### WHAT YOU NEED TO DO
Transcribe exactly the line containing "let user_id = user.id;" and every line after it, through the end of the records below.

---

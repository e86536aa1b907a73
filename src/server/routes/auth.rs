//! Minimal identity endpoints
//!
//! Registration hands out an opaque bearer token tied to an in-memory user
//! record. There are no passwords or sessions; identity management proper
//! lives outside this service.

use axum::{extract::State, http::StatusCode, Json};
use serde::Deserialize;

use crate::error::{Error, Result};
use crate::server::auth::AuthUser;
use crate::server::state::AppState;
use crate::types::{TokenResponse, User};

/// Body for POST /api/auth/register
#[derive(Debug, Deserialize)]
pub struct RegisterRequest {
    pub username: String,
}

/// POST /api/auth/register - Create a user and issue a bearer token
pub async fn register(
    State(state): State<AppState>,
    Json(req): Json<RegisterRequest>,
) -> Result<(StatusCode, Json<TokenResponse>)> {
    let username = req.username.trim().to_string();
    if username.is_empty() {
        return Err(Error::validation("Username must not be empty"));
    }

    let user = User::new(username.clone());
    let user_id = user.id;
    state.users().insert(user_id, user);
    let token = state.issue_token(user_id);

    tracing::info!(%user_id, username, "registered user");

    Ok((
        StatusCode::CREATED,
        Json(TokenResponse {
            user_id,
            username,
            token,
        }),
    ))
}

/// GET /api/auth/me - Return the authenticated user
pub async fn me(
    State(state): State<AppState>,
    AuthUser(user_id): AuthUser,
) -> Result<Json<User>> {
    state
        .users()
        .get(&user_id)
        .map(Json)
        .ok_or_else(|| Error::NotFound("user".into()))
}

---

### ANSWER BELOW
    let user_id = user.id;
    state.users().insert(user_id, user);
    let token = state.issue_token(user_id);

    tracing::info!(%user_id, username, "registered user");

    Ok((
        StatusCode::CREATED,
        Json(TokenResponse {
            user_id,
            username,
            token,
        }),
    ))
}

/// GET /api/auth/me - Return the authenticated user
pub async fn me(
    State(state): State<AppState>,
    AuthUser(user_id): AuthUser,
) -> Result<Json<User>> {
    state
        .users()
        .get(&user_id)
        .map(Json)
        .ok_or_else(|| Error::NotFound("user".into()))
}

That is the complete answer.